I guess wait until I clean out my entire bedroom... I'm actually kind of looking forward to it. I mean if the receipt was any indication it's going to be kinda hard and sad but hopefully pretty cathartic too... we'll see, I might be a mess ;)
Oh and then I had to say goodbye to my dog before my mom took him to the pet sitter's. I went downstairs and played with him for awhile, told him I loved him alot and that he was my favorite dog ever, etc. etc. And then I like, had to run upstairs and cry. I know, I'm such a dork. But it was like... oh my gosh I'm leaving my little puppy for 10 days but next month I'm leaving him like, forever, him and my entire family. So I was sad for awhile and then I was okay but just a general like... 'huh, this is really going to happen, isn't it?' feeling.
And then I wandered around Savon for half an hour (I needed one of those travel-sized cans of shaving cream) looking at everything... just sorta thinking and stuff. I guess I'm just starting to try to get comfortable with basically this whole new life that's coming up for me. It's sooo exciting and scary and I feel like a total cliche but, that's what it is.
Anyway, first I have to do this vacation. I feel bad that I'm not more excited for it. I wish I didn't think of it as a total roadblock in my diet, but I can't help it. I mean, I love New York and I'm looking forward to going shopping and all of that, and I'm sure Boston will be pretty and I'm glad that I get to go back East again, but I kinda wish it wasn't for so long. I guess 10 days isn't that long. I don't know. It doesn't really help that it's totally thunder-storming over there. Oh and I have to get up at like 3:30 tomorrow morning. Seriously.
Oh and on Friday I have to sign up for my classes, so I've been freaking out trying to figure that out all week... it is so, so not fun.

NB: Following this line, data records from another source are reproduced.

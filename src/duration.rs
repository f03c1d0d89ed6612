//! A grammar for human-friendly duration and timeout literals, such as `3d 2h 5m`, `30s` or
//! `1_500`.
//!
//! A literal is a sequence of components separated by optional whitespace. Each component is a
//! magnitude (digits, with `_` allowed as a separator after the first digit), optionally followed
//! by whitespace and a lowercase unit suffix:
//!
//! | unit        | suffixes                              |
//! |-------------|---------------------------------------|
//! | week        | `w`, `week`, `weeks`                  |
//! | day         | `d`, `day`, `days`                    |
//! | hour        | `h`, `hour`, `hours`                  |
//! | minute      | `m`, `minute`, `minutes`              |
//! | second      | `s`, `second`, `seconds`              |
//! | millisecond | `ms`, `millisecond`, `milliseconds`   |
//!
//! A component without a suffix counts milliseconds, and must be the last component.
//! Each unit may appear at most once. Trailing whitespace is allowed, and the whole input must be
//! consumed.

use std::{fmt, str::FromStr};

/// A unit of a duration component
#[derive(Clone, Copy, Debug, Eq, PartialEq, Ord, PartialOrd, Hash)]
#[cfg_attr(feature = "serde", derive(serde::Serialize), serde(rename_all = "snake_case"))]
pub enum Unit {
    /// Seven days
    Week,
    /// Twenty four hours
    Day,
    /// Sixty minutes
    Hour,
    /// Sixty seconds
    Minute,
    /// A thousand milliseconds
    Second,
    /// The smallest unit
    Millisecond,
}

impl Unit {
    /// All units, largest first
    pub const ALL: [Unit; 6] = [
        Self::Week,
        Self::Day,
        Self::Hour,
        Self::Minute,
        Self::Second,
        Self::Millisecond,
    ];

    /// Singular name of the unit
    pub fn as_str(&self) -> &'static str {
        match self {
            Self::Week => "week",
            Self::Day => "day",
            Self::Hour => "hour",
            Self::Minute => "minute",
            Self::Second => "second",
            Self::Millisecond => "millisecond",
        }
    }

    /// Shortest suffix of the unit
    pub fn abbreviation(&self) -> &'static str {
        match self {
            Self::Week => "w",
            Self::Day => "d",
            Self::Hour => "h",
            Self::Minute => "m",
            Self::Second => "s",
            Self::Millisecond => "ms",
        }
    }

    /// Length of one of this unit, in milliseconds
    pub fn millis(&self) -> u64 {
        match self {
            Self::Week => 7 * Self::Day.millis(),
            Self::Day => 24 * Self::Hour.millis(),
            Self::Hour => 60 * Self::Minute.millis(),
            Self::Minute => 60 * Self::Second.millis(),
            Self::Second => 1000,
            Self::Millisecond => 1,
        }
    }

    /// Look up a unit by its singular or plural name
    pub fn from_name(name: &str) -> Option<Self> {
        Self::ALL.into_iter().find(|unit| {
            let singular = unit.as_str();
            name == singular || name.strip_suffix('s') == Some(singular)
        })
    }
}

impl fmt::Display for Unit {
    fn fmt(&self, f: &mut fmt::Formatter) -> fmt::Result {
        f.write_str(self.as_str())
    }
}

/// Whether a component was written with a unit suffix
#[derive(Clone, Copy, Debug, Eq, PartialEq, Ord, PartialOrd, Hash)]
#[cfg_attr(feature = "serde", derive(serde::Serialize), serde(rename_all = "snake_case"))]
pub enum Explicitness {
    /// Written with a suffix
    Explicit,
    /// A bare number, counting milliseconds
    Implicit,
}

/// One `magnitude unit` pair of a duration literal
#[derive(Clone, Copy, Debug, Eq, PartialEq, Ord, PartialOrd, Hash)]
#[cfg_attr(feature = "serde", derive(serde::Serialize))]
pub struct DurationComponent {
    /// The unit
    pub unit: Unit,
    /// How many of the unit
    pub magnitude: u64,
    /// Whether the unit was written out
    pub explicitness: Explicitness,
}

impl DurationComponent {
    /// A component written with a unit suffix
    pub fn explicit(unit: Unit, magnitude: u64) -> Self {
        Self {
            unit,
            magnitude,
            explicitness: Explicitness::Explicit,
        }
    }

    /// A bare number of milliseconds
    pub fn implicit(magnitude: u64) -> Self {
        Self {
            unit: Unit::Millisecond,
            magnitude,
            explicitness: Explicitness::Implicit,
        }
    }

    /// Length of this component in milliseconds, if it fits
    pub fn checked_millis(&self) -> Option<u64> {
        self.magnitude.checked_mul(self.unit.millis())
    }
}

/// An error produced by the duration grammar
#[derive(Clone, Debug, Eq, PartialEq, thiserror::Error)]
pub enum ParseError {
    /// The input was empty
    #[error("expected a duration, found an empty string")]
    Empty,
    /// The input had an unexpected character
    #[error("unexpected `{found}` at offset {offset}")]
    Unexpected {
        /// Byte offset of the character
        offset: usize,
        /// The character
        found: char,
    },
    /// A magnitude does not fit in 64 bits
    #[error("number too large")]
    Overflow,
    /// A unit appeared more than once
    #[error("duplicate unit `{0}`")]
    DuplicateUnit(Unit),
    /// A bare number was followed by another component
    #[error("unsuffixed number must be at the end")]
    UnsuffixedNotLast,
}

// Longer spellings come first so that `ms` is never read as `m` followed by junk, and `minutes`
// is never read as `m`.
const SUFFIXES: &[(&str, Unit)] = &[
    ("milliseconds", Unit::Millisecond),
    ("millisecond", Unit::Millisecond),
    ("ms", Unit::Millisecond),
    ("minutes", Unit::Minute),
    ("minute", Unit::Minute),
    ("m", Unit::Minute),
    ("seconds", Unit::Second),
    ("second", Unit::Second),
    ("s", Unit::Second),
    ("weeks", Unit::Week),
    ("week", Unit::Week),
    ("w", Unit::Week),
    ("days", Unit::Day),
    ("day", Unit::Day),
    ("d", Unit::Day),
    ("hours", Unit::Hour),
    ("hour", Unit::Hour),
    ("h", Unit::Hour),
];

/// Parse a duration literal into its components, in input order
pub fn parse(input: &str) -> Result<Vec<DurationComponent>, ParseError> {
    if input.is_empty() {
        return Err(ParseError::Empty);
    }

    let mut cursor = Cursor { input, pos: 0 };
    let mut components = Vec::new();

    while !cursor.at_end() {
        let magnitude = cursor.magnitude()?;
        cursor.skip_whitespace();
        let component = match cursor.suffix() {
            Some(unit) => {
                cursor.skip_whitespace();
                DurationComponent::explicit(unit, magnitude)
            }
            None => DurationComponent::implicit(magnitude),
        };
        components.push(component);
    }

    validate(&components)?;
    Ok(components)
}

/// Fold components into a total number of milliseconds, if it fits in 64 bits
pub fn to_millis(components: &[DurationComponent]) -> Option<u64> {
    components.iter().try_fold(0u64, |total, component| {
        total.checked_add(component.checked_millis()?)
    })
}

fn validate(components: &[DurationComponent]) -> Result<(), ParseError> {
    let last = components.len().saturating_sub(1);
    if components
        .iter()
        .enumerate()
        .any(|(idx, c)| c.explicitness == Explicitness::Implicit && idx != last)
    {
        return Err(ParseError::UnsuffixedNotLast);
    }

    let mut seen = Vec::with_capacity(components.len());
    for component in components {
        if seen.contains(&component.unit) {
            return Err(ParseError::DuplicateUnit(component.unit));
        }
        seen.push(component.unit);
    }
    Ok(())
}

struct Cursor<'a> {
    input: &'a str,
    pos: usize,
}

impl<'a> Cursor<'a> {
    fn at_end(&self) -> bool {
        self.pos >= self.input.len()
    }

    fn rest(&self) -> &'a str {
        &self.input[self.pos..]
    }

    fn unexpected(&self) -> ParseError {
        match self.rest().chars().next() {
            Some(found) => ParseError::Unexpected {
                offset: self.pos,
                found,
            },
            None => ParseError::Empty,
        }
    }

    fn skip_whitespace(&mut self) {
        let rest = self.rest();
        self.pos += rest.len() - rest.trim_start_matches(|c: char| c.is_ascii_whitespace()).len();
    }

    // A digit, followed by any run of digits and underscores
    fn magnitude(&mut self) -> Result<u64, ParseError> {
        let rest = self.rest();
        if !rest.starts_with(|c: char| c.is_ascii_digit()) {
            return Err(self.unexpected());
        }

        let mut value = 0u64;
        let mut consumed = 0;
        for b in rest.bytes() {
            match b {
                b'0'..=b'9' => {
                    value = value
                        .checked_mul(10)
                        .and_then(|v| v.checked_add(u64::from(b - b'0')))
                        .ok_or(ParseError::Overflow)?;
                }
                b'_' => {}
                _ => break,
            }
            consumed += 1;
        }
        self.pos += consumed;
        Ok(value)
    }

    fn suffix(&mut self) -> Option<Unit> {
        let rest = self.rest();
        let (text, unit) = SUFFIXES
            .iter()
            .find(|(text, _)| rest.starts_with(text))?;
        self.pos += text.len();
        Some(*unit)
    }
}

/// A parsed duration literal, kept as its components rather than folded into one number.
///
/// This is the result of the `duration` conversion. It can be turned into a
/// [`std::time::Duration`] when the total fits.
#[derive(Clone, Debug, Default, Eq, PartialEq, Hash)]
#[cfg_attr(feature = "serde", derive(serde::Serialize), serde(transparent))]
pub struct Duration {
    components: Vec<DurationComponent>,
}

impl Duration {
    /// Make a duration from components.
    ///
    /// The components are not checked against the grammar's rules, so a duration built this way
    /// may repeat a unit.
    pub fn from_components(components: Vec<DurationComponent>) -> Self {
        Self { components }
    }

    /// The components, in the order they were written
    pub fn components(&self) -> &[DurationComponent] {
        &self.components
    }

    /// The magnitude of a given unit, if that unit appears
    pub fn get(&self, unit: Unit) -> Option<u64> {
        self.components
            .iter()
            .find(|c| c.unit == unit)
            .map(|c| c.magnitude)
    }

    /// Total length in milliseconds, if it fits in 64 bits
    pub fn as_millis(&self) -> Option<u64> {
        to_millis(&self.components)
    }

    /// Convert to a `std::time::Duration`, if the total fits
    pub fn to_std(&self) -> Option<std::time::Duration> {
        self.as_millis().map(std::time::Duration::from_millis)
    }
}

impl FromStr for Duration {
    type Err = ParseError;

    fn from_str(s: &str) -> Result<Self, Self::Err> {
        parse(s).map(Self::from_components)
    }
}

impl fmt::Display for Duration {
    fn fmt(&self, f: &mut fmt::Formatter) -> fmt::Result {
        for (idx, component) in self.components.iter().enumerate() {
            if idx > 0 {
                f.write_str(" ")?;
            }
            write!(f, "{}", component.magnitude)?;
            if component.explicitness == Explicitness::Explicit {
                f.write_str(component.unit.abbreviation())?;
            }
        }
        Ok(())
    }
}
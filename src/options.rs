use crate::{
    Case, CaseMode, CodeEvaluator, Delimiter, JsonEngine, On, Parts, PemDecoder, PemFilter,
    SymbolTable, Value,
};
use std::{borrow::Cow, fmt, sync::Arc};

/// The options of one conversion.
///
/// Every option has a named setter. Which options a type reads, and which values are accepted, is
/// checked when the conversion runs (see [`crate::validate`]), and a bad combination is reported
/// as a configuration error before the value is looked at. Options a type does not read are
/// ignored.
///
/// The `default` option setter shadows [`Default::default`] in path calls, so use
/// [`Options::new`] (or `<Options as Default>::default()`) for empty options.
///
/// ```
/// use envcast::{convert_as, Options, Primitive, Value};
///
/// let opts = Options::new().base(16);
/// let port = convert_as(Some("18EB"), "PORT", Primitive::Integer, &opts).unwrap();
/// assert_eq!(port, Value::Integer(6379));
/// ```
#[derive(Clone, Default)]
pub struct Options {
    pub(crate) allowed: Option<Vec<Value>>,
    pub(crate) default: Option<Value>,
    pub(crate) downcase: Option<CaseMode>,
    pub(crate) upcase: Option<CaseMode>,
    pub(crate) truthy: Option<Vec<String>>,
    pub(crate) falsy: Option<Vec<String>>,
    pub(crate) base: Option<i64>,
    pub(crate) engine: Option<JsonEngine>,
    pub(crate) filter: Option<PemFilter>,
    pub(crate) case: Option<Case>,
    pub(crate) padding: Option<bool>,
    pub(crate) ignore_whitespace: Option<bool>,
    pub(crate) delimiter: Option<Delimiter>,
    pub(crate) parts: Option<Parts>,
    pub(crate) trim: Option<bool>,
    pub(crate) on: Option<On>,
    pub(crate) include_captures: Option<bool>,
    pub(crate) symbols: Option<Arc<dyn SymbolTable>>,
    pub(crate) pem_decoder: Option<Arc<dyn PemDecoder>>,
    pub(crate) evaluator: Option<Arc<dyn CodeEvaluator>>,
    pub(crate) secondary: Option<Box<Options>>,
}

impl Options {
    /// Empty options
    pub fn new() -> Self {
        <Self as Default>::default()
    }

    /// (atom, safe_atom, module, safe_module) The closed set of accepted values, as atoms
    /// (modules) or as strings. Conversion then matches against this set instead of using the
    /// symbol table.
    pub fn allowed<T: Into<Value>>(mut self, allowed: impl IntoIterator<Item = T>) -> Self {
        self.allowed = Some(allowed.into_iter().map(Into::into).collect());
        self
    }

    /// The value returned when the raw value is absent
    pub fn default(mut self, default: impl Into<Value>) -> Self {
        self.default = Some(default.into());
        self
    }

    /// Lowercase the raw value before converting it. `true` means [`CaseMode::Default`].
    pub fn downcase(mut self, mode: impl Into<CaseMode>) -> Self {
        self.downcase = Some(mode.into());
        self
    }

    /// Uppercase the raw value before converting it. `true` means [`CaseMode::Default`].
    pub fn upcase(mut self, mode: impl Into<CaseMode>) -> Self {
        self.upcase = Some(mode.into());
        self
    }

    /// (boolean) The values which are true. Everything else is false.
    pub fn truthy<S: Into<String>>(mut self, truthy: impl IntoIterator<Item = S>) -> Self {
        self.truthy = Some(truthy.into_iter().map(Into::into).collect());
        self
    }

    /// (boolean) The values which are false. Everything else is true.
    pub fn falsy<S: Into<String>>(mut self, falsy: impl IntoIterator<Item = S>) -> Self {
        self.falsy = Some(falsy.into_iter().map(Into::into).collect());
        self
    }

    /// (integer) The base, from 2 to 36
    pub fn base(mut self, base: i64) -> Self {
        self.base = Some(base);
        self
    }

    /// (json) The engine which decodes json
    pub fn engine(mut self, engine: JsonEngine) -> Self {
        self.engine = Some(engine);
        self
    }

    /// (pem) Which decoded entries are returned
    pub fn filter(mut self, filter: impl Into<PemFilter>) -> Self {
        self.filter = Some(filter.into());
        self
    }

    /// (base16, base32, hex32) Which letter case is accepted
    pub fn case(mut self, case: Case) -> Self {
        self.case = Some(case);
        self
    }

    /// (base16, base32, hex32, base64, url_base64) Whether padding is required
    pub fn padding(mut self, padding: bool) -> Self {
        self.padding = Some(padding);
        self
    }

    /// (base64, url_base64) Whether ascii whitespace is stripped before decoding
    pub fn ignore_whitespace(mut self, ignore_whitespace: bool) -> Self {
        self.ignore_whitespace = Some(ignore_whitespace);
        self
    }

    /// (list) What to split on
    pub fn delimiter(mut self, delimiter: impl Into<Delimiter>) -> Self {
        self.delimiter = Some(delimiter.into());
        self
    }

    /// (list) The most parts to split into
    pub fn parts(mut self, parts: impl Into<Parts>) -> Self {
        self.parts = Some(parts.into());
        self
    }

    /// (list) Whether empty parts are dropped
    pub fn trim(mut self, trim: bool) -> Self {
        self.trim = Some(trim);
        self
    }

    /// (list, regex delimiter only) Which part of each match is the delimiter
    pub fn on(mut self, on: On) -> Self {
        self.on = Some(on);
        self
    }

    /// (list, regex delimiter only) Whether delimiter text is kept in the output
    pub fn include_captures(mut self, include_captures: bool) -> Self {
        self.include_captures = Some(include_captures);
        self
    }

    /// (atom, safe_atom, module, safe_module) The symbol table to intern into and look up in.
    /// Defaults to [`crate::Interner::global`].
    pub fn symbols(mut self, symbols: Arc<dyn SymbolTable>) -> Self {
        self.symbols = Some(symbols);
        self
    }

    /// (pem) The PEM decoder. Defaults to [`crate::RustlsPem`].
    pub fn pem_decoder(mut self, pem_decoder: Arc<dyn PemDecoder>) -> Self {
        self.pem_decoder = Some(pem_decoder);
        self
    }

    /// (code_erlang, code_elixir) The evaluator. Required for those types, there is no default.
    pub fn evaluator(mut self, evaluator: Arc<dyn CodeEvaluator>) -> Self {
        self.evaluator = Some(evaluator);
        self
    }

    /// The options of the second stage of a wrapped type, such as the `integer` in
    /// `list:integer`. Defaults to empty options.
    pub fn secondary(mut self, secondary: Options) -> Self {
        self.secondary = Some(Box::new(secondary));
        self
    }

    pub(crate) fn secondary_options(&self) -> Cow<'_, Options> {
        self.secondary
            .as_deref()
            .map_or_else(|| Cow::Owned(Options::new()), Cow::Borrowed)
    }
}

impl fmt::Debug for Options {
    fn fmt(&self, f: &mut fmt::Formatter) -> fmt::Result {
        f.debug_struct("Options")
            .field("allowed", &self.allowed)
            .field("default", &self.default)
            .field("downcase", &self.downcase)
            .field("upcase", &self.upcase)
            .field("truthy", &self.truthy)
            .field("falsy", &self.falsy)
            .field("base", &self.base)
            .field("filter", &self.filter)
            .field("case", &self.case)
            .field("padding", &self.padding)
            .field("ignore_whitespace", &self.ignore_whitespace)
            .field("delimiter", &self.delimiter)
            .field("parts", &self.parts)
            .field("trim", &self.trim)
            .field("on", &self.on)
            .field("include_captures", &self.include_captures)
            .field("secondary", &self.secondary)
            .finish_non_exhaustive()
    }
}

I know I'm not going to get and English class, which is my best subject, so argh. And I don't know if I'm going to get anything else either. And French is this whole drama 'cause I've taken four years of it, but I did my first year in 8th grade so then I was done with everything they offer @ my school by junior year, meaning it's been a year since I've done any French (well, I tutored last year, but mostly just first year kids)... so I would take a lower division class but I'm not sure I would get full credit for it & it doesn't look like there are any spots open anyway. So I bought this French review book that I have to get thru before taking my placement test when I get there. Aaaah, stressful. I have alot to study to get into a fifth year college level French course. I was never even that good... had this heinous old lady for three years (classic high school French teacher) I always got an A. But it was fucking hard and I only got a 3 on the AP test. But in my class only two people got 4s and I think five people got 3s, the rest failed it I guess. That's pretty sad. Anyway, lets just say I have alot of reviewing to do!
But I'm going to dedicate myself to it, because I think I'm going to minor in French. I'll probably end up majoring in Communication (that's what I'm going with as far as scheduling @ this point) and if I've done this much French I might as well just go with it. Besides I think it would be so cool to be fluent. And languages are the absolute best excuse to travel, and ha, score me 'cause that means I get to go to Paris! That's pretty much the reason I got to go the first time ;) I don't know, it kinda goes with what I'm thinking career-wise, but we'll see.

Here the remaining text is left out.